Saved entries
***

//! Integration test entry point.
//!
//! These tests create and delete real interfaces and need root:
//!
//! ```bash
//! sudo cargo test -p netdevice --features integration --test integration
//! ```
//!
//! - `link.rs` - Link creation, state changes and deletion
//! - `wait.rs` - Waiting on real notifications

#[macro_use]
#[path = "common/mod.rs"]
mod common;

#[path = "integration/link.rs"]
mod link;
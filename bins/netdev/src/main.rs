//! netdev command - create, toggle and wait for network interfaces.

mod commands;

use clap::{Parser, Subcommand};
use netdevice::{Config, SocketDomain};

#[derive(Parser)]
#[command(name = "netdev", version, about = "Network interface control tool")]
struct Cli {
    /// Issue interface ioctls through a CAN socket (for hosts without IP).
    #[arg(long, global = true)]
    can: bool,

    /// Output JSON.
    #[arg(short = 'j', long, global = true)]
    json: bool,

    /// Pretty print JSON.
    #[arg(short = 'p', long, global = true)]
    pretty: bool,

    #[command(subcommand)]
    command: Command,
}

#[derive(Subcommand)]
enum Command {
    /// Wait until interfaces reach a state.
    #[command(visible_alias = "w")]
    Wait(commands::wait::WaitCmd),

    /// Show the tracked state of interfaces.
    #[command(visible_alias = "s", visible_alias = "show")]
    Status(commands::status::StatusCmd),

    /// Print link and address notifications.
    #[command(visible_alias = "m", visible_alias = "mon")]
    Monitor(commands::monitor::MonitorCmd),

    /// Create a link of the given kind.
    Add(commands::link::AddCmd),

    /// Delete a link.
    #[command(visible_alias = "delete")]
    Del(commands::link::DelCmd),

    /// Create a VLAN on top of a link.
    Vlan(commands::link::VlanCmd),

    /// Bring a link up.
    Up(commands::link::StateCmd),

    /// Take a link down.
    Down(commands::link::StateCmd),
}

#[tokio::main]
async fn main() -> anyhow::Result<()> {
    tracing_subscriber::fmt()
        .with_env_filter(
            tracing_subscriber::EnvFilter::from_default_env()
                .add_directive(tracing::Level::WARN.into()),
        )
        .with_writer(std::io::stderr)
        .init();

    let cli = Cli::parse();

    let config = Config::new().socket_domain(if cli.can {
        SocketDomain::Can
    } else {
        SocketDomain::Inet
    });
    let output = commands::Output {
        json: cli.json,
        pretty: cli.pretty,
    };

    let result = match cli.command {
        Command::Wait(cmd) => cmd.run(&config, output).await,
        Command::Status(cmd) => cmd.run(&config, output),
        Command::Monitor(cmd) => cmd.run(&config, output).await,
        Command::Add(cmd) => cmd.run(&config).await,
        Command::Del(cmd) => cmd.run(&config).await,
        Command::Vlan(cmd) => cmd.run(&config).await,
        Command::Up(cmd) => cmd.run(&config, true).await,
        Command::Down(cmd) => cmd.run(&config, false).await,
    };

    if let Err(e) = result {
        eprintln!("Error: {:#}", e);
        std::process::exit(1);
    }

    Ok(())
}
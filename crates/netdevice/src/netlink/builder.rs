//! Message builder for constructing netlink messages.
//!
//! A [`MessageBuilder`] owns a fixed capacity. An append that would not fit
//! writes nothing and marks the builder bad for good; [`MessageBuilder::finish`]
//! then refuses to produce bytes, so a partially built request can never
//! reach the kernel.

use zerocopy::{FromZeros, Immutable, IntoBytes};

use super::attr::{AttrValue, NLA_F_NESTED, NLA_HDRLEN, NlAttr, nla_align};
use super::error::{Error, Result};
use super::message::{NLMSG_HDRLEN, NlMsgHdr, nlmsg_align};

/// Default buffer capacity in bytes, header included.
pub const DEFAULT_CAPACITY: usize = 128;

/// Token returned when starting a nested attribute.
///
/// Must be handed back to [`MessageBuilder::nest_end`], innermost nest first.
#[derive(Debug)]
#[must_use = "nested attributes must be closed with nest_end"]
pub struct NestToken {
    /// Offset of the nested attribute header in the attribute area.
    offset: usize,
    /// Number of nests already open when this one started.
    depth: usize,
}

/// Builder for constructing netlink messages.
///
/// `T` is the fixed, type-specific payload that follows the netlink header
/// (e.g. [`IfInfoMsg`](crate::netlink::types::link::IfInfoMsg)).
#[derive(Debug, Clone)]
pub struct MessageBuilder<T> {
    header: NlMsgHdr,
    payload: T,
    attrs: Vec<u8>,
    capacity: usize,
    nests: Vec<usize>,
    good: bool,
}

impl<T> MessageBuilder<T>
where
    T: FromZeros + IntoBytes + Immutable,
{
    /// Create a new message builder with the given type and flags.
    pub fn new(msg_type: u16, flags: u16) -> Self {
        Self::with_capacity(msg_type, flags, DEFAULT_CAPACITY)
    }

    /// Create a builder with an explicit buffer capacity.
    ///
    /// A capacity too small for the header and payload yields a builder that
    /// is bad from the start.
    pub fn with_capacity(msg_type: u16, flags: u16, capacity: usize) -> Self {
        let fixed = Self::fixed_len();
        Self {
            header: NlMsgHdr::new(msg_type, flags),
            payload: T::new_zeroed(),
            attrs: Vec::with_capacity(capacity.saturating_sub(fixed)),
            capacity,
            nests: Vec::new(),
            good: fixed <= capacity,
        }
    }

    fn fixed_len() -> usize {
        NLMSG_HDRLEN + nlmsg_align(std::mem::size_of::<T>())
    }

    /// Get the current message length.
    pub fn len(&self) -> usize {
        Self::fixed_len() + self.attrs.len()
    }

    /// Check if no attributes have been written.
    pub fn is_empty(&self) -> bool {
        self.attrs.is_empty()
    }

    /// Total buffer capacity in bytes.
    pub fn capacity(&self) -> usize {
        self.capacity
    }

    /// True iff no append has ever overflowed the buffer.
    pub fn is_good(&self) -> bool {
        self.good
    }

    /// Header as it will be sent, with the current length filled in.
    pub fn header(&self) -> NlMsgHdr {
        NlMsgHdr {
            nlmsg_len: self.len() as u32,
            ..self.header
        }
    }

    /// The fixed payload.
    pub fn payload(&self) -> &T {
        &self.payload
    }

    /// Mutable access to the fixed payload (e.g. to set an interface index).
    pub fn payload_mut(&mut self) -> &mut T {
        &mut self.payload
    }

    fn overflow(&mut self, attr_type: u16, needed: usize) {
        tracing::debug!(
            attr_type,
            needed,
            len = self.len(),
            capacity = self.capacity,
            "netlink message overflow, builder marked bad"
        );
        self.good = false;
    }

    /// Append an attribute with a tagged value.
    ///
    /// No-op on a bad builder. If the padded attribute does not fit, nothing
    /// is written and the builder turns bad.
    pub fn append(&mut self, attr_type: u16, value: AttrValue<'_>) {
        if !self.good {
            return;
        }

        let attr_len = NLA_HDRLEN + value.len();
        let padded = nla_align(attr_len);
        if attr_len > u16::MAX as usize || self.len() + padded > self.capacity {
            self.overflow(attr_type, padded);
            return;
        }

        let start = self.attrs.len();
        self.attrs
            .extend_from_slice(NlAttr::new(attr_type, value.len()).as_bytes());
        self.attrs.resize(start + padded, 0);
        value.write_to(&mut self.attrs[start + NLA_HDRLEN..start + attr_len]);
    }

    /// Append an attribute with the given type and data.
    pub fn append_attr(&mut self, attr_type: u16, data: &[u8]) {
        self.append(attr_type, AttrValue::Bytes(data));
    }

    /// Append an empty (flag) attribute with no payload.
    pub fn append_attr_empty(&mut self, attr_type: u16) {
        self.append(attr_type, AttrValue::Bytes(&[]));
    }

    /// Append a null-terminated string attribute.
    pub fn append_attr_str(&mut self, attr_type: u16, value: &str) {
        self.append(attr_type, AttrValue::Str(value));
    }

    /// Append a u8 attribute.
    pub fn append_attr_u8(&mut self, attr_type: u16, value: u8) {
        self.append(attr_type, AttrValue::U8(value));
    }

    /// Append a u16 attribute (native endian).
    pub fn append_attr_u16(&mut self, attr_type: u16, value: u16) {
        self.append(attr_type, AttrValue::U16(value));
    }

    /// Append a u32 attribute (native endian).
    pub fn append_attr_u32(&mut self, attr_type: u16, value: u32) {
        self.append(attr_type, AttrValue::U32(value));
    }

    /// Append a u64 attribute (native endian).
    pub fn append_attr_u64(&mut self, attr_type: u16, value: u64) {
        self.append(attr_type, AttrValue::U64(value));
    }

    /// Start a nested attribute. Returns a token to finalize it.
    pub fn nest_start(&mut self, attr_type: u16) -> NestToken {
        let token = NestToken {
            offset: self.attrs.len(),
            depth: self.nests.len(),
        };
        self.nests.push(token.offset);

        if self.good {
            if self.len() + NLA_HDRLEN > self.capacity {
                self.overflow(attr_type, NLA_HDRLEN);
            } else {
                // Placeholder header, length patched by nest_end
                let attr = NlAttr::new(attr_type | NLA_F_NESTED, 0);
                self.attrs.extend_from_slice(attr.as_bytes());
            }
        }

        token
    }

    /// End a nested attribute started with `nest_start`.
    ///
    /// Only the innermost open nest may be closed; any other token is
    /// rejected and nothing is patched.
    pub fn nest_end(&mut self, token: NestToken) -> Result<()> {
        let innermost = self.nests.last().copied();
        if innermost != Some(token.offset) || token.depth + 1 != self.nests.len() {
            return Err(Error::NestOrder {
                depth: token.depth,
                open: self.nests.len(),
            });
        }
        self.nests.pop();

        if !self.good {
            return Ok(());
        }

        let len = self.attrs.len() - token.offset;
        if len > u16::MAX as usize {
            self.overflow(NLA_F_NESTED, len);
            return Ok(());
        }
        self.attrs[token.offset..token.offset + 2].copy_from_slice(&(len as u16).to_ne_bytes());
        Ok(())
    }

    /// Number of nests currently open.
    pub fn open_nests(&self) -> usize {
        self.nests.len()
    }

    /// Set the sequence number.
    pub fn set_seq(&mut self, seq: u32) {
        self.header.nlmsg_seq = seq;
    }

    /// Set the port ID.
    pub fn set_pid(&mut self, pid: u32) {
        self.header.nlmsg_pid = pid;
    }

    /// OR additional flags into the header.
    pub fn add_flags(&mut self, flags: u16) {
        self.header.nlmsg_flags |= flags;
    }

    /// Finalize and return the message bytes.
    pub fn finish(self) -> Result<Vec<u8>> {
        if !self.good {
            return Err(Error::BufferOverflow {
                capacity: self.capacity,
            });
        }
        if !self.nests.is_empty() {
            return Err(Error::UnclosedNest {
                open: self.nests.len(),
            });
        }

        let header = self.header();
        let mut buf = Vec::with_capacity(self.len());
        buf.extend_from_slice(header.as_bytes());
        buf.extend_from_slice(self.payload.as_bytes());
        buf.resize(Self::fixed_len(), 0);
        buf.extend_from_slice(&self.attrs);
        Ok(buf)
    }
}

***

> [About this task]: If a line falls between the first line of the data above and the line holding "Bring a link up.", inclusive, retype it exactly; retype no other line.

> [Exercise solution]:
//! Integration test entry point.
//!
//! These tests create and delete real interfaces and need root:
//!
//! ```bash
//! sudo cargo test -p netdevice --features integration --test integration
//! ```
//!
//! - `link.rs` - Link creation, state changes and deletion
//! - `wait.rs` - Waiting on real notifications

#[macro_use]
#[path = "common/mod.rs"]
mod common;

#[path = "integration/link.rs"]
mod link;
filename bins/netdev/src/main.rs
//! netdev command - create, toggle and wait for network interfaces.

mod commands;

use clap::{Parser, Subcommand};
use netdevice::{Config, SocketDomain};

#[derive(Parser)]
#[command(name = "netdev", version, about = "Network interface control tool")]
struct Cli {
    /// Issue interface ioctls through a CAN socket (for hosts without IP).
    #[arg(long, global = true)]
    can: bool,

    /// Output JSON.
    #[arg(short = 'j', long, global = true)]
    json: bool,

    /// Pretty print JSON.
    #[arg(short = 'p', long, global = true)]
    pretty: bool,

    #[command(subcommand)]
    command: Command,
}

#[derive(Subcommand)]
enum Command {
    /// Wait until interfaces reach a state.
    #[command(visible_alias = "w")]
    Wait(commands::wait::WaitCmd),

    /// Show the tracked state of interfaces.
    #[command(visible_alias = "s", visible_alias = "show")]
    Status(commands::status::StatusCmd),

    /// Print link and address notifications.
    #[command(visible_alias = "m", visible_alias = "mon")]
    Monitor(commands::monitor::MonitorCmd),

    /// Create a link of the given kind.
    Add(commands::link::AddCmd),

    /// Delete a link.
    #[command(visible_alias = "delete")]
    Del(commands::link::DelCmd),

    /// Create a VLAN on top of a link.
    Vlan(commands::link::VlanCmd),

    /// Bring a link up.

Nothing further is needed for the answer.